Oh Lauren....if only you had girls! Ha ha Just teasin. You are, as you put it, so articulate-- I was rollin on the floor laughing. And I would highly advise against psychotropics on children...they haven't been tested on lab rats. Think on the bright side- soon they will grow out of it...20 years is but a small speck in the span of eternity! Don't give up, and if you find things that work, give me advice as I prepare to raise the next member of Helaman's army.
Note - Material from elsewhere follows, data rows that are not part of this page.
#[async_trait]
impl ChatProvider for OpenAiCompatProvider {
    fn name(&self) -> &str {
        &self.name
    }

    async fn chat(&self, request: &ChatRequest) -> DelverResult<String> {
        debug!(
            provider = self.name.as_str(),
            model = request.model.as_str(),
            message_count = request.messages.len(),
            "Sending completion request"
        );

        let response = self.send(request, false).await?;
        let parsed: OpenAiChatResponse =
            response.json().await.map_err(|e| transport_error(&self.name, e))?;

        parsed
            .choices
            .into_iter()
            .next()
            .and_then(|c| c.message.content)
            .filter(|content| !content.trim().is_empty())
            .ok_or_else(|| DelverError::Llm {
                message: "No text content in completion response".to_string(),
                provider: Some(self.name.clone()),
                model: Some(request.model.clone()),
                context: ErrorContext::new(&self.name).with_operation("chat"),
            })
    }

    async fn chat_stream(
        &self,
        request: &ChatRequest,
    ) -> DelverResult<mpsc::Receiver<DelverResult<String>>> {
        let response = self.send(request, true).await?;
        let provider = self.name.clone();
        let (tx, rx) = mpsc::channel(32);

        tokio::spawn(async move {
            let mut stream = response.bytes_stream();
            let mut buffer = String::new();

            while let Some(chunk) = stream.next().await {
                let bytes = match chunk {
                    Ok(bytes) => bytes,
                    Err(e) => {
                        let _ = tx.send(Err(transport_error(&provider, e))).await;
                        return;
                    }
                };
                buffer.push_str(&String::from_utf8_lossy(&bytes));

                while let Some(pos) = buffer.find('\n') {
                    let line = buffer[..pos].trim().to_string();
                    buffer.drain(..=pos);
                    let Some(data) = line.strip_prefix("data:") else {
                        continue;
                    };
                    let data = data.trim();
                    if data == "[DONE]" {
                        return;
                    }
                    match serde_json::from_str::<OpenAiStreamChunk>(data) {
                        Ok(chunk) => {
                            let fragment = chunk
                                .choices
                                .into_iter()
                                .next()
                                .and_then(|c| c.delta.content);
                            if let Some(fragment) = fragment {
                                if !fragment.is_empty() && tx.send(Ok(fragment)).await.is_err() {
                                    return;
                                }
                            }
                        }
                        Err(e) => {
                            warn!(provider = provider.as_str(), error = %e, "Skipping malformed stream frame");
                        }
                    }
                }
            }
        });

        Ok(rx)
    }
}

// ----------------------
// Ollama wire
// ----------------------

#[derive(Serialize)]
struct OllamaChatBody<'a> {
    model: &'a str,
    messages: &'a [ChatMessage],
    stream: bool,
    options: OllamaOptions,
}

#[derive(Serialize, Default)]
struct OllamaOptions {
    #[serde(skip_serializing_if = "Option::is_none")]
    num_predict: Option<u32>,
    #[serde(skip_serializing_if = "Option::is_none")]
    num_ctx: Option<u32>,
    #[serde(skip_serializing_if = "Option::is_none")]
    temperature: Option<f32>,
    #[serde(skip_serializing_if = "Option::is_none")]
    top_p: Option<f32>,
    #[serde(skip_serializing_if = "Option::is_none")]
    seed: Option<i64>,
}

#[derive(Deserialize)]
struct OllamaChatResponse {
    #[serde(default)]
    message: Option<OllamaMessage>,
    #[serde(default)]
    done: bool,
}

#[derive(Deserialize)]
struct OllamaMessage {
    #[serde(default)]
    content: String,
}

/// Provider for a local Ollama server
pub struct OllamaProvider {
    client: reqwest::Client,
    base_url: String,
}

impl OllamaProvider {
    pub fn new(base_url: impl Into<String>) -> Self {
        let mut base_url = base_url.into().trim_end_matches('/').to_string();
        // Ollama expects host:port without the OpenAI /v1 suffix
        if base_url.ends_with("/v1") {
            base_url.truncate(base_url.len() - 3);
            base_url = base_url.trim_end_matches('/').to_string();
        }
        if !base_url.starts_with("http://") && !base_url.starts_with("https://") {
            base_url = format!("http://{}", base_url);
        }
        Self {
            client: reqwest::Client::new(),
            base_url,
        }
    }

    fn body<'a>(&self, request: &'a ChatRequest, stream: bool) -> OllamaChatBody<'a> {
        // The context knob is only forwarded for hints large enough to
        // matter; small values fall back to the model default.
        let num_ctx = request.ctx.filter(|ctx| *ctx > 2000);
        OllamaChatBody {
            model: &request.model,
            messages: &request.messages,
            stream,
            options: OllamaOptions {
                num_predict: request.options.max_tokens,
                num_ctx,
                temperature: request.options.temperature,
                top_p: request.options.top_p,
                seed: request.options.seed,
            },
        }
    }

    async fn send(&self, request: &ChatRequest, stream: bool) -> DelverResult<reqwest::Response> {
        let url = format!("{}/api/chat", self.base_url);
        let response = self
            .client
            .post(&url)
            .json(&self.body(request, stream))
            .send()
            .await
            .map_err(|e| transport_error("ollama", e))?;

        let status = response.status();
        if !status.is_success() {
            let body = response.text().await.unwrap_or_default();
            return Err(classify_status("ollama", status.as_u16(), body));
        }
        Ok(response)
    }
}
//! Metasearch backend client
//!
//! Speaks the SearXNG JSON API: query in, link list out. Search failures
//! are absorbed into an empty result list; the research loop treats empty
//! results as a normal (if unproductive) iteration.

use delver_core::DelverResult;
use async_trait::async_trait;
use serde::Deserialize;
use tracing::{debug, warn};

/// URL-in / link-list-out capability
#[async_trait]
pub trait SearchBackend: Send + Sync {
    async fn search(&self, query: &str) -> DelverResult<Vec<String>>;
}

#[derive(Deserialize)]
struct SearxResponse {
    #[serde(default)]
    results: Vec<SearxResult>,
}

#[derive(Deserialize)]
struct SearxResult {
    #[serde(default)]
    url: Option<String>,
}

pub struct SearxngClient {
    client: reqwest::Client,
    base_url: String,
}

impl SearxngClient {
    pub fn new(base_url: impl Into<String>) -> Self {
        Self {
            client: reqwest::Client::new(),
            base_url: base_url.into(),
        }
    }

    fn parse_links(body: &str) -> Vec<String> {
        match serde_json::from_str::<SearxResponse>(body) {
            Ok(parsed) => parsed.results.into_iter().filter_map(|r| r.url).collect(),
            Err(e) => {
                warn!(error = %e, "Malformed metasearch response");
                Vec::new()
            }
        }
    }
}

#[async_trait]
impl SearchBackend for SearxngClient {
    async fn search(&self, query: &str) -> DelverResult<Vec<String>> {
        debug!(query = query, base_url = self.base_url.as_str(), "Initiating search request");

        let response = match self
            .client
            .get(&self.base_url)
            .query(&[("q", query), ("format", "json")])
            .send()
            .await
        {
            Ok(response) => response,
            Err(e) => {
                warn!(query = query, error = %e, "Search request failed");
                return Ok(Vec::new());
            }
        };

        if !response.status().is_success() {
            let status = response.status();
            let text = response.text().await.unwrap_or_default();
            warn!(
                query = query,
                status = status.as_u16(),
                response = text.as_str(),
                "Search request rejected"
            );
            return Ok(Vec::new());
        }

        let body = response.text().await.unwrap_or_default();
        let links = Self::parse_links(&body);
        debug!(query = query, result_count = links.len(), "Search completed");
        Ok(links)
    }
}

#[cfg(test)]
mod tests {
    use super::*;

    #[test]
    fn parses_result_urls() {
        let body = r#"{
            "query": "rust",
            "results": [
                {"url": "https://a.example/1", "title": "A"},
                {"title": "no url"},
                {"url": "https://b.example/2"}
            ]
        }"#;
        let links = SearxngClient::parse_links(body);
        assert_eq!(links, vec!["https://a.example/1", "https://b.example/2"]);
    }

    #[test]
    fn malformed_body_yields_empty_list() {
        assert!(SearxngClient::parse_links("not json").is_empty());
        assert!(SearxngClient::parse_links("{}").is_empty());
    }
}
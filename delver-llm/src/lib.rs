//! Delver LLM - typed language-model capability
//!
//! Exposes non-streaming and streaming completion over interchangeable
//! backends (hosted OpenAI-compatible endpoint, Ollama, LM Studio). Every
//! call is routed through the rate-limit governor, retried on transient
//! failures, and switched to a declared fallback model under sustained
//! pressure.

pub mod client;
pub mod governor;
pub mod provider;

pub use client::{CompletionStream, LlmClient, LlmClientConfig};
pub use governor::{GovernorPermit, RateLimitGovernor};
pub use provider::{build_provider, ChatProvider, ChatRequest, LlmOptions, OllamaProvider, OpenAiCompatProvider};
Oh...I wasn't considering psychotropic medication for my kids...I wanted to use them on myself...as sort of a coping strategy :)
I know, i was teasing...sorry-- bad joke. I think that it's the field I work in. You would be surprised how many bad parents use those drugs on their kids when they cant cope with normal kid behavior. Your kids are great.
Man, bring them over here...they'd be perfectly behaved in no time. May kids are such angels, I sometimes find Jane (4) crying as she listens to the whisperings of the Holy Ghost, during the High Councils talk. I'm really sorry you have such a hard time... =)
Nice use of the word diatribe. Very funny post. Also, Batman IS better.
okay you don't know me. I found your blog through my sister-in-law, but i just have to say thank you so much for this post. I just happened to stumble upon it after my own sacrament fight with my own three boys.My middle son took the piece of bread out of his mouth and tried to put it back on the tray. Nice. Anyway thank you for making me feel at least a little bit normal.
Ah, Nicole is my sister-in-law with her own brood of boys.
This had me laughing out loud. I am going through a similar thing with Jackson and I only have one boy to deal with (Thomas, being one-year-old is a complete angel- until brother pushes him off the pew).
Don't believe a word Jessica says. I saw Seth attempting to steal another kid's Diego doll last week. However, Ryan was in charge of the kids as Jessica sang so perhaps that is unfair.
I love that you saved and then scanned the batman and robin picture. And no matter how many times I hear it, I never get tired of that story...fingers up the nose...priceless! I love you, sistow! And your kids really are fantastic!
hahaha:-) yes. sacrament behavior... or shall i say misbeahvior.... we totally understand as van on sundah and grabbed a gleeful handful of bread, and said yook mommy, bread! yes... we understand!
Oh, the things children do. My daughter use to stand right outside the pew, not sitting down. I am hoping the New Year will bring some patience to me and some responsiblity to her.
I would really like you to move to my ward and sit by my family. I have three boys and a daughter and we are a weekly variety show for the congregation.
I think that 3 pews is an acceptable sound scape. Now, if 4 pews on each side of you can hear, it might be too loud, but 3 is perfectly acceptable.
Besides, everyone else's kids are being that loud. You just can't hear them because you have front row seats to your own circus.